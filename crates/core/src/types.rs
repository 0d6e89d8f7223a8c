use crate::error::{ToolhostError, ToolhostResult};
use serde::{Deserialize, Serialize};
use std::collections::BTreeMap;

/// Metadata snapshot a provider returns for a URI
#[derive(Debug, Clone, PartialEq, Eq, Serialize, Deserialize)]
pub struct ResourceInfo {
    pub name: String,
    pub uri: String,
    pub description: String,
    #[serde(skip_serializing_if = "Option::is_none")]
    pub mime_type: Option<String>,
    #[serde(skip_serializing_if = "Option::is_none")]
    pub size: Option<u64>,
    #[serde(default, skip_serializing_if = "BTreeMap::is_empty")]
    pub metadata: BTreeMap<String, String>,
}

impl ResourceInfo {
    pub fn new(
        name: impl Into<String>,
        uri: impl Into<String>,
        description: impl Into<String>,
    ) -> Self {
        Self {
            name: name.into(),
            uri: uri.into(),
            description: description.into(),
            mime_type: None,
            size: None,
            metadata: BTreeMap::new(),
        }
    }

    pub fn with_mime_type(mut self, mime_type: impl Into<String>) -> Self {
        self.mime_type = Some(mime_type.into());
        self
    }

    pub fn with_size(mut self, size: u64) -> Self {
        self.size = Some(size);
        self
    }

    pub fn with_metadata(mut self, key: impl Into<String>, value: impl Into<String>) -> Self {
        self.metadata.insert(key.into(), value.into());
        self
    }
}

/// A resource address of the form `<scheme>://<identifier>`
#[derive(Debug, Clone, PartialEq, Eq, Hash)]
pub struct ResourceUri {
    scheme: String,
    identifier: String,
}

impl ResourceUri {
    pub fn parse(uri: &str) -> ToolhostResult<Self> {
        let (scheme, identifier) = uri
            .split_once("://")
            .ok_or_else(|| ToolhostError::unsupported_scheme(uri))?;

        let valid_scheme = !scheme.is_empty()
            && scheme
                .chars()
                .all(|c| c.is_ascii_alphanumeric() || matches!(c, '+' | '-' | '.'));
        if !valid_scheme {
            return Err(ToolhostError::unsupported_scheme(uri));
        }

        Ok(Self {
            scheme: scheme.to_ascii_lowercase(),
            identifier: identifier.to_string(),
        })
    }

    pub fn scheme(&self) -> &str {
        &self.scheme
    }

    pub fn identifier(&self) -> &str {
        &self.identifier
    }
}

impl std::fmt::Display for ResourceUri {
    fn fmt(&self, f: &mut std::fmt::Formatter<'_>) -> std::fmt::Result {
        write!(f, "{}://{}", self.scheme, self.identifier)
    }
}

#[cfg(test)]
mod tests {
    use super::*;

    #[test]
    fn test_parse_uri() {
        let uri = ResourceUri::parse("example://resource").unwrap();
        assert_eq!(uri.scheme(), "example");
        assert_eq!(uri.identifier(), "resource");
        assert_eq!(uri.to_string(), "example://resource");

        // Scheme is case-insensitive, identifier is kept verbatim
        let uri = ResourceUri::parse("FILE:///tmp/Notes.md").unwrap();
        assert_eq!(uri.scheme(), "file");
        assert_eq!(uri.identifier(), "/tmp/Notes.md");
    }

    #[test]
    fn test_parse_uri_rejects_missing_scheme() {
        for bad in ["resource", "://resource", "ex ample://x", ""] {
            let err = ResourceUri::parse(bad).unwrap_err();
            assert!(
                matches!(err, ToolhostError::ResourceNotFound(_)),
                "{bad:?} should be not found"
            );
        }
    }

    #[test]
    fn test_resource_info_serialization() {
        let info = ResourceInfo::new("Example", "example://resource", "An example")
            .with_mime_type("text/plain")
            .with_metadata("source", "memory");

        let json = serde_json::to_value(&info).unwrap();
        assert_eq!(json["mime_type"], "text/plain");
        assert_eq!(json["metadata"]["source"], "memory");
        assert!(json.get("size").is_none());
    }
}
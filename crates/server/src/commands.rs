// Subcommand implementations

use crate::context::ServerContext;
use crate::ServeArgs;
use anyhow::{Context, Result};
use std::path::Path;
use std::time::Duration;
use tokio::signal;
use toolhost_core::{ConfigFormat, ServerConfig, ToolhostError};

pub async fn serve(args: ServeArgs, log_json: bool) -> Result<()> {
    let config = apply_args(load_config(&args.config), &args);
    crate::init_tracing(&config.log_level, log_json);

    tracing::info!("Starting {} {}", config.name, config.version);
    tracing::info!(
        addr = %config.bind_addr(),
        stdio = config.stdio,
        update_interval = config.plugin.update_interval,
        "Effective configuration"
    );

    let context = ServerContext::new(config)?;
    let shutdown = context.shutdown_token();
    tokio::spawn(async move {
        shutdown_signal().await;
        shutdown.cancel();
    });

    context.run().await?;
    tracing::info!("Shutdown complete");
    Ok(())
}

pub async fn status(host: &str, port: u16) -> Result<()> {
    let base = format!("http://{}:{}", host, port);
    let client = reqwest::Client::builder()
        .timeout(Duration::from_secs(5))
        .build()
        .context("Failed to build HTTP client")?;

    let health: serde_json::Value = client
        .get(format!("{}/health", base))
        .send()
        .await
        .with_context(|| format!("No server reachable at {}", base))?
        .error_for_status()
        .context("Health check failed")?
        .json()
        .await
        .context("Invalid /health response")?;

    let ready = client
        .get(format!("{}/ready", base))
        .send()
        .await
        .with_context(|| format!("No server reachable at {}", base))?;
    let is_ready = ready.status().is_success();

    println!(
        "{} {} at {}",
        health["service"].as_str().unwrap_or("unknown"),
        health["version"].as_str().unwrap_or("?"),
        base
    );
    println!("  health: {}", health["status"].as_str().unwrap_or("unknown"));
    println!("  ready:  {}", if is_ready { "ready" } else { "not ready" });

    Ok(())
}

pub fn config_init(path: &Path, force: bool) -> Result<()> {
    if path.exists() && !force {
        return Err(ToolhostError::Configuration(format!(
            "{} already exists, pass --force to overwrite it",
            path.display()
        ))
        .into());
    }

    ServerConfig::default().save(path)?;
    println!("Wrote default configuration to {}", path.display());
    Ok(())
}

pub fn config_show(path: &Path) -> Result<()> {
    let config = load_config(path);
    println!("{}", config.to_string_pretty(ConfigFormat::Json)?);
    Ok(())
}

/// Lenient load (file, then environment). Runs before the real subscriber
/// exists, so warnings go through a temporary stderr one.
fn load_config(path: &Path) -> ServerConfig {
    let bootstrap = tracing_subscriber::fmt()
        .with_writer(std::io::stderr)
        .with_max_level(tracing::Level::WARN)
        .with_target(false)
        .finish();

    tracing::subscriber::with_default(bootstrap, || ServerConfig::load(path))
}

/// Command-line flags beat file and environment
fn apply_args(mut config: ServerConfig, args: &ServeArgs) -> ServerConfig {
    if let Some(host) = &args.host {
        config.host = host.clone();
    }
    if let Some(port) = args.port {
        config.port = port;
    }
    if let Some(data_dir) = &args.data_dir {
        config.plugin.data_dir = Some(data_dir.clone());
    }
    if args.no_stdio {
        config.stdio = false;
    }
    config
}

async fn shutdown_signal() {
    let ctrl_c = async {
        if let Err(e) = signal::ctrl_c().await {
            tracing::error!("Failed to install Ctrl+C handler: {}", e);
            std::future::pending::<()>().await;
        }
    };

    #[cfg(unix)]
    let terminate = async {
        match signal::unix::signal(signal::unix::SignalKind::terminate()) {
            Ok(mut stream) => {
                stream.recv().await;
            }
            Err(e) => {
                tracing::error!("Failed to install SIGTERM handler: {}", e);
                std::future::pending::<()>().await;
            }
        }
    };

    #[cfg(not(unix))]
    let terminate = std::future::pending::<()>();

    tokio::select! {
        _ = ctrl_c => {
            tracing::info!("Received Ctrl+C, shutting down...");
        },
        _ = terminate => {
            tracing::info!("Received terminate signal, shutting down...");
        },
    }
}

#[cfg(test)]
mod tests {
    use super::*;
    use std::path::PathBuf;
    use tempfile::TempDir;

    fn args() -> ServeArgs {
        ServeArgs {
            config: PathBuf::from("unused.json"),
            host: None,
            port: None,
            data_dir: None,
            no_stdio: false,
        }
    }

    #[test]
    fn test_flags_override_config() {
        let config = ServerConfig::default();

        let unchanged = apply_args(config.clone(), &args());
        assert_eq!(unchanged, config);

        let overridden = apply_args(
            config,
            &ServeArgs {
                host: Some("0.0.0.0".to_string()),
                port: Some(9000),
                data_dir: Some(PathBuf::from("/var/lib/toolhost")),
                no_stdio: true,
                ..args()
            },
        );
        assert_eq!(overridden.bind_addr(), "0.0.0.0:9000");
        assert_eq!(overridden.plugin.data_dir, Some(PathBuf::from("/var/lib/toolhost")));
        assert!(!overridden.stdio);
    }

    #[test]
    fn test_config_init_refuses_overwrite() {
        let temp_dir = TempDir::new().unwrap();
        let path = temp_dir.path().join("toolhost.json");

        config_init(&path, false).unwrap();
        let written = ServerConfig::from_file(&path).unwrap();
        assert_eq!(written, ServerConfig::default());

        let err = config_init(&path, false).unwrap_err();
        assert!(matches!(
            err.downcast_ref::<ToolhostError>(),
            Some(ToolhostError::Configuration(_))
        ));

        config_init(&path, true).unwrap();
    }

    #[test]
    fn test_load_config_falls_back_on_malformed_file() {
        let temp_dir = TempDir::new().unwrap();
        let path = temp_dir.path().join("toolhost.json");
        std::fs::write(&path, "{ not json").unwrap();

        let config = load_config(&path);
        assert_eq!(config.name, "toolhost");
    }
}
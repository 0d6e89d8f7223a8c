use clap::{Parser, Subcommand};
use std::path::PathBuf;
use std::process::ExitCode;
use toolhost_core::config::DEFAULT_CONFIG_FILE;
use toolhost_core::ToolhostError;

mod api;
mod commands;
mod context;

const EXIT_INVALID_ARGS: u8 = 1;
const EXIT_SETUP_FAILED: u8 = 2;
const EXIT_RUNTIME_FAILED: u8 = 3;

#[derive(Parser, Debug)]
#[command(name = "toolhost")]
#[command(version, about = "Serve resources and tools over MCP, with HTTP health checks", long_about = None)]
#[command(args_conflicts_with_subcommands = true)]
struct Cli {
    /// Emit logs as JSON lines
    #[arg(long, global = true)]
    log_json: bool,

    /// Arguments for the default `serve` command
    #[command(flatten)]
    serve: ServeArgs,

    #[command(subcommand)]
    command: Option<Command>,
}

#[derive(Subcommand, Debug)]
enum Command {
    /// Run the server (default)
    Serve(ServeArgs),

    /// Probe a running server's /health and /ready endpoints
    Status {
        #[arg(long, default_value = "127.0.0.1")]
        host: String,

        #[arg(long, default_value_t = 8000)]
        port: u16,
    },

    /// Manage the configuration file
    #[command(subcommand)]
    Config(ConfigCommand),
}

#[derive(clap::Args, Debug)]
struct ServeArgs {
    /// Path to configuration file (JSON, or TOML by extension)
    #[arg(short, long, env = "TOOLHOST_CONFIG", default_value = DEFAULT_CONFIG_FILE)]
    config: PathBuf,

    /// Host to bind to
    #[arg(long)]
    host: Option<String>,

    /// Port to listen on
    #[arg(short, long)]
    port: Option<u16>,

    /// Directory the plugin persists its data to
    #[arg(short, long)]
    data_dir: Option<PathBuf>,

    /// Serve HTTP only, without the protocol on stdin/stdout
    #[arg(long)]
    no_stdio: bool,
}

#[derive(Subcommand, Debug)]
enum ConfigCommand {
    /// Write the default configuration
    Init {
        #[arg(long, default_value = DEFAULT_CONFIG_FILE)]
        path: PathBuf,

        /// Overwrite an existing file
        #[arg(long)]
        force: bool,
    },

    /// Print the effective configuration
    Show {
        #[arg(short, long, env = "TOOLHOST_CONFIG", default_value = DEFAULT_CONFIG_FILE)]
        config: PathBuf,
    },
}

#[tokio::main]
async fn main() -> ExitCode {
    let cli = match Cli::try_parse() {
        Ok(cli) => cli,
        Err(e) => {
            let _ = e.print();
            return if e.use_stderr() {
                ExitCode::from(EXIT_INVALID_ARGS)
            } else {
                ExitCode::SUCCESS
            };
        }
    };

    let result = match cli.command.unwrap_or(Command::Serve(cli.serve)) {
        Command::Serve(args) => commands::serve(args, cli.log_json).await,
        Command::Status { host, port } => commands::status(&host, port).await,
        Command::Config(ConfigCommand::Init { path, force }) => commands::config_init(&path, force),
        Command::Config(ConfigCommand::Show { config }) => commands::config_show(&config),
    };

    match result {
        Ok(()) => ExitCode::SUCCESS,
        Err(e) => {
            tracing::error!("{:#}", e);
            eprintln!("Error: {:#}", e);
            ExitCode::from(exit_code(&e))
        }
    }
}

/// Configuration problems (including plugin setup) exit with 2, anything else with 3
fn exit_code(err: &anyhow::Error) -> u8 {
    let is_setup = err.chain().any(|cause| {
        matches!(
            cause.downcast_ref::<ToolhostError>(),
            Some(ToolhostError::Configuration(_))
        )
    });
    if is_setup {
        EXIT_SETUP_FAILED
    } else {
        EXIT_RUNTIME_FAILED
    }
}

/// Log to stderr; stdout carries the protocol stream. `RUST_LOG` wins over
/// the configured level.
fn init_tracing(log_level: &str, json: bool) {
    let filter = tracing_subscriber::EnvFilter::try_from_default_env()
        .or_else(|_| tracing_subscriber::EnvFilter::try_new(log_level))
        .unwrap_or_else(|_| "info".into());

    let builder = tracing_subscriber::fmt()
        .with_env_filter(filter)
        .with_writer(std::io::stderr)
        .with_target(false);

    let result = if json {
        builder.json().try_init()
    } else {
        builder.try_init()
    };
    if let Err(e) = result {
        eprintln!("Failed to initialize logging: {}", e);
    }
}

#[cfg(test)]
mod tests {
    use super::*;
    use anyhow::Context;

    #[test]
    fn test_cli_defaults_to_serve() {
        let cli = Cli::try_parse_from(["toolhost", "--port", "9100"]).unwrap();
        assert!(cli.command.is_none());
        assert_eq!(cli.serve.port, Some(9100));
        assert_eq!(cli.serve.config, PathBuf::from(DEFAULT_CONFIG_FILE));

        let cli = Cli::try_parse_from(["toolhost", "serve", "--port", "9000", "--no-stdio"]).unwrap();
        match cli.command {
            Some(Command::Serve(args)) => {
                assert_eq!(args.port, Some(9000));
                assert!(args.no_stdio);
            }
            other => panic!("unexpected command {other:?}"),
        }
    }

    #[test]
    fn test_invalid_arguments_are_rejected() {
        let err = Cli::try_parse_from(["toolhost", "serve", "--port", "not-a-port"]).unwrap_err();
        assert!(err.use_stderr());

        let err = Cli::try_parse_from(["toolhost", "bogus"]).unwrap_err();
        assert!(err.use_stderr());
    }

    #[test]
    fn test_exit_codes() {
        let setup: anyhow::Error = Err::<(), _>(ToolhostError::Configuration("bad".into()))
            .context("failed to start plugin")
            .unwrap_err();
        assert_eq!(exit_code(&setup), EXIT_SETUP_FAILED);

        let runtime = anyhow::anyhow!("address in use");
        assert_eq!(exit_code(&runtime), EXIT_RUNTIME_FAILED);
    }
}
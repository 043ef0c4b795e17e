//! Voice-assisted form filling for government scheme applications
//!
//! Citizens fill an application by answering spoken prompts in English or
//! Hindi. Each answer is recognized, normalized for the field it belongs to
//! and read back before moving on.
//!
//! # Features
//!
//! - Bilingual prompts and read-backs (`en-IN`, `hi-IN`)
//! - Spoken number, date, email and state-name normalization
//! - Single active recognition session; a new prompt preempts the old one
//! - Draft saving and submission with required-field checks
//! - PII-redacted logging of recognized values
//!
//! # Example Usage
//!
//! ```rust,no_run
//! use voice_form_engine::{create_provider, AssistantConfig, FormTemplate, VoiceFormAssistant};
//!
//! # async fn example() -> Result<(), Box<dyn std::error::Error>> {
//! let config = AssistantConfig::from_env()?;
//! let providers = create_provider(&config.speech_backend)?;
//! let assistant = VoiceFormAssistant::new(config, FormTemplate::standard_application(), providers);
//!
//! let outcome = assistant.fill_field("mobileNumber").await?;
//! println!("{outcome:?}, {:.0}% complete", assistant.progress().percentage());
//! # Ok(())
//! # }
//! ```
//!
//! The normalizers can also be used on their own:
//!
//! ```rust
//! use voice_form_engine::{normalize, FieldType, Language};
//!
//! assert_eq!(normalize("12 march 1990", FieldType::Date, Language::English, None), "1990-03-12");
//! assert_eq!(normalize("यूपी", FieldType::Select, Language::Hindi, Some("state")), "uttar-pradesh");
//! ```

pub mod announcements;
pub mod assistant;
pub mod config;
pub mod error;
pub mod form;
pub mod language;
pub mod lexicon;
pub mod normalizer;
pub mod providers;
pub mod submission;

pub use announcements::*;
pub use assistant::*;
pub use config::*;
pub use error::*;
pub use form::*;
pub use language::*;
pub use lexicon::{Lexicon, LexiconEntry};
pub use normalizer::*;
pub use providers::{create_provider, RecognitionOptions, SpeechProviders, SpeechRecognizer, SpeechSynthesizer};
pub use submission::*;
// Logger configuration
use serde::{Deserialize, Serialize};

#[derive(Debug, Clone, Serialize, Deserialize)]
pub struct LoggerConfig {
    pub redaction_enabled: bool,
    /// Emit one JSON object per event instead of compact text.
    pub json_output: bool,
    /// Fallback filter directive when `RUST_LOG` is not set.
    pub log_level: String,
}

impl Default for LoggerConfig {
    fn default() -> Self {
        Self {
            redaction_enabled: true,
            json_output: false,
            log_level: "info".to_string(),
        }
    }
}

impl LoggerConfig {
    pub fn with_json_output(mut self, json_output: bool) -> Self {
        self.json_output = json_output;
        self
    }

    pub fn with_log_level(mut self, level: impl Into<String>) -> Self {
        self.log_level = level.into();
        self
    }
}
//! Spoken prompts, field labels and interface messages in both languages.

use crate::language::Language;

/// Prompt spoken before listening for `field_name`; empty for unknown fields.
pub fn announce_field(field_name: &str, language: Language) -> &'static str {
    match language {
        Language::English => match field_name {
            "fullName" => "Please say your full name",
            "fatherName" => "Please say your father's name",
            "mobileNumber" => "Please say your mobile number",
            "email" => "Please say your email address",
            "dob" => "Please say your date of birth",
            "annualIncome" => "Please say your annual income in rupees",
            "address" => "Please say your complete address",
            "state" => "Please say your state name",
            "district" => "Please say your district name",
            "pincode" => "Please say your PIN code",
            _ => "",
        },
        Language::Hindi => match field_name {
            "fullName" => "कृपया अपना पूरा नाम बताएं",
            "fatherName" => "कृपया अपने पिता का नाम बताएं",
            "mobileNumber" => "कृपया अपना मोबाइल नंबर बताएं",
            "email" => "कृपया अपना ईमेल पता बताएं",
            "dob" => "कृपया अपनी जन्म तिथि बताएं",
            "annualIncome" => "कृपया अपनी वार्षिक आय रुपयों में बताएं",
            "address" => "कृपया अपना पूरा पता बताएं",
            "state" => "कृपया अपने राज्य का नाम बताएं",
            "district" => "कृपया अपने जिले का नाम बताएं",
            "pincode" => "कृपया अपना पिन कोड बताएं",
            _ => "",
        },
    }
}

/// Display label of a field.
pub fn field_label(field_name: &str, language: Language) -> Option<&'static str> {
    let label = match language {
        Language::English => match field_name {
            "fullName" => "Full Name",
            "fatherName" => "Father's Name",
            "mobileNumber" => "Mobile Number",
            "email" => "Email Address",
            "dob" => "Date of Birth",
            "annualIncome" => "Annual Income",
            "address" => "Complete Address",
            "state" => "State",
            "district" => "District",
            "pincode" => "PIN Code",
            _ => return None,
        },
        Language::Hindi => match field_name {
            "fullName" => "पूरा नाम",
            "fatherName" => "पिता का नाम",
            "mobileNumber" => "मोबाइल नंबर",
            "email" => "ईमेल पता",
            "dob" => "जन्म तिथि",
            "annualIncome" => "वार्षिक आय",
            "address" => "पूरा पता",
            "state" => "राज्य",
            "district" => "जिला",
            "pincode" => "पिन कोड",
            _ => return None,
        },
    };
    Some(label)
}

/// Read-back spoken after a value is stored.
pub fn confirmation(value: &str, language: Language) -> String {
    match language {
        Language::English => format!("I heard: {value}. Moving to next field."),
        Language::Hindi => format!("मैंने सुना: {value}। अगले फील्ड पर जा रहे हैं।"),
    }
}

/// Fixed interface messages
#[derive(Debug, Clone, Copy, PartialEq, Eq)]
pub enum Message {
    VoiceUnsupported,
    MicrophoneDenied,
    VoiceRetry,
    DraftSaved,
    SaveFailed,
    FormSubmitted,
    MissingRequired,
    GenericError,
}

pub fn localized(message: Message, language: Language) -> &'static str {
    match (message, language) {
        (Message::VoiceUnsupported, Language::English) => {
            "Voice input is not supported on this device. Please type your answer."
        }
        (Message::VoiceUnsupported, Language::Hindi) => {
            "इस डिवाइस पर आवाज इनपुट उपलब्ध नहीं है। कृपया अपना उत्तर टाइप करें।"
        }
        (Message::MicrophoneDenied, Language::English) => {
            "Microphone permission was denied. Please allow microphone access and try again."
        }
        (Message::MicrophoneDenied, Language::Hindi) => {
            "माइक्रोफ़ोन की अनुमति नहीं मिली। कृपया माइक्रोफ़ोन की अनुमति दें और फिर से प्रयास करें।"
        }
        (Message::VoiceRetry, Language::English) => "Sorry, I could not hear you. Please try again.",
        (Message::VoiceRetry, Language::Hindi) => "माफ़ कीजिए, मैं सुन नहीं पाया। कृपया फिर से बोलें।",
        (Message::DraftSaved, Language::English) => "Your form has been saved as draft",
        (Message::DraftSaved, Language::Hindi) => "आपका फॉर्म ड्राफ्ट के रूप में सेव हो गया है",
        (Message::SaveFailed, Language::English) => "Failed to save form",
        (Message::SaveFailed, Language::Hindi) => "फॉर्म सेव नहीं हो सका",
        (Message::FormSubmitted, Language::English) => "Your form has been submitted successfully",
        (Message::FormSubmitted, Language::Hindi) => "आपका फॉर्म सफलतापूर्वक जमा हो गया है",
        (Message::MissingRequired, Language::English) => "Please fill all required fields before submitting",
        (Message::MissingRequired, Language::Hindi) => "जमा करने से पहले कृपया सभी आवश्यक फील्ड भरें",
        (Message::GenericError, Language::English) => "Error",
        (Message::GenericError, Language::Hindi) => "त्रुटि",
    }
}
use proptest::prelude::*;

use voice_form_engine::{clean_text, normalize, normalize_detailed, FieldType, Language, Lexicon};

const FIELD_TYPES: [FieldType; 7] = [
    FieldType::Text,
    FieldType::Tel,
    FieldType::Number,
    FieldType::Email,
    FieldType::Date,
    FieldType::Textarea,
    FieldType::Select,
];

fn field_type() -> impl Strategy<Value = FieldType> {
    prop::sample::select(FIELD_TYPES.to_vec())
}

fn language() -> impl Strategy<Value = Language> {
    prop::sample::select(Language::ALL.to_vec())
}

#[test]
fn test_every_number_word_maps_to_its_digits() {
    for language in Language::ALL {
        for &(word, digits) in Lexicon::number_words(language) {
            assert_eq!(normalize(word, FieldType::Number, language, None), digits, "{language}: {word}");
            assert_eq!(
                normalize(&word.to_uppercase(), FieldType::Tel, language, None),
                digits,
                "{language}: {word} upper-cased"
            );
        }
    }
}

#[test]
fn test_every_state_variant_resolves() {
    for language in Language::ALL {
        for &(spoken, code) in Lexicon::state_names(language) {
            assert_eq!(normalize(spoken, FieldType::Select, language, Some("state")), code, "{spoken}");
        }
    }
}

#[test]
fn test_every_month_name_in_a_date() {
    for language in Language::ALL {
        for &(month, code) in Lexicon::month_names(language) {
            let spoken = format!("5 {month} 2001");
            assert_eq!(
                normalize(&spoken, FieldType::Date, language, None),
                format!("2001-{code}-05"),
                "{spoken}"
            );
        }
    }
}

proptest! {
    #[test]
    fn prop_normalize_is_total_and_deterministic(
        transcript in any::<String>(),
        field_type in field_type(),
        language in language(),
        state_field in any::<bool>(),
    ) {
        let name = state_field.then_some("state");
        let first = normalize(&transcript, field_type, language, name);
        let second = normalize(&transcript, field_type, language, name);
        prop_assert_eq!(first, second);
    }

    #[test]
    fn prop_number_is_digits_or_untouched(transcript in any::<String>(), language in language()) {
        let result = normalize_detailed(&transcript, FieldType::Number, language, None);
        if result.is_fallback() {
            prop_assert_eq!(result.value, transcript);
        } else {
            prop_assert!(!result.value.is_empty());
            prop_assert!(result.value.chars().all(|c| c.is_ascii_digit()));
        }
    }

    #[test]
    fn prop_digit_strings_pass_through(digits in "[0-9]{1,12}", language in language()) {
        prop_assert_eq!(normalize(&digits, FieldType::Tel, language, None), digits);
    }

    #[test]
    fn prop_date_is_iso_shaped_or_untouched(transcript in any::<String>(), language in language()) {
        let result = normalize_detailed(&transcript, FieldType::Date, language, None);
        if result.is_fallback() {
            prop_assert_eq!(result.value, transcript);
        } else {
            let parts: Vec<&str> = result.value.split('-').collect();
            prop_assert_eq!(parts.len(), 3);
            prop_assert_eq!(parts[0].len(), 4);
            prop_assert!(parts[1].len() >= 2);
            prop_assert!(parts[2].len() >= 2);
        }
    }

    #[test]
    fn prop_numeric_dates(day in 1u32..=31, month in 1u32..=12, year in 1900u32..=2099, sep in "[/ -]") {
        let spoken = format!("{day}{sep}{month}{sep}{year}");
        prop_assert_eq!(
            normalize(&spoken, FieldType::Date, Language::English, None),
            format!("{year}-{month:02}-{day:02}")
        );
    }

    #[test]
    fn prop_email_has_no_whitespace(transcript in any::<String>()) {
        let email = normalize(&transcript, FieldType::Email, Language::English, None);
        prop_assert!(!email.chars().any(char::is_whitespace));
    }

    #[test]
    fn prop_clean_text_is_idempotent_on_ascii(text in "[a-zA-Z ]{0,40}") {
        let once = clean_text(&text);
        prop_assert_eq!(clean_text(&once), once.clone());
        prop_assert!(!once.starts_with(' ') && !once.ends_with(' '));
        prop_assert!(!once.contains("  "));
    }

    #[test]
    fn prop_state_codes_are_fixed_points(
        index in any::<prop::sample::Index>(),
        language in language(),
    ) {
        let entries = Lexicon::state_names(Language::English);
        let (_, code) = entries[index.index(entries.len())];
        prop_assert_eq!(normalize(code, FieldType::Select, language, Some("state")), code);
    }
}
※
Among the lines above, find those with the string "Debug" and copy them.

#[derive(Debug, Clone, PartialEq, Eq, Serialize, Deserialize)]
#[derive(Debug, Clone, PartialEq, Eq, Hash)]
#[derive(Parser, Debug)]
#[derive(Subcommand, Debug)]
#[derive(clap::Args, Debug)]
#[derive(Subcommand, Debug)]
#[derive(Debug, Clone, Serialize, Deserialize)]
#[derive(Debug, Clone, Copy, PartialEq, Eq)]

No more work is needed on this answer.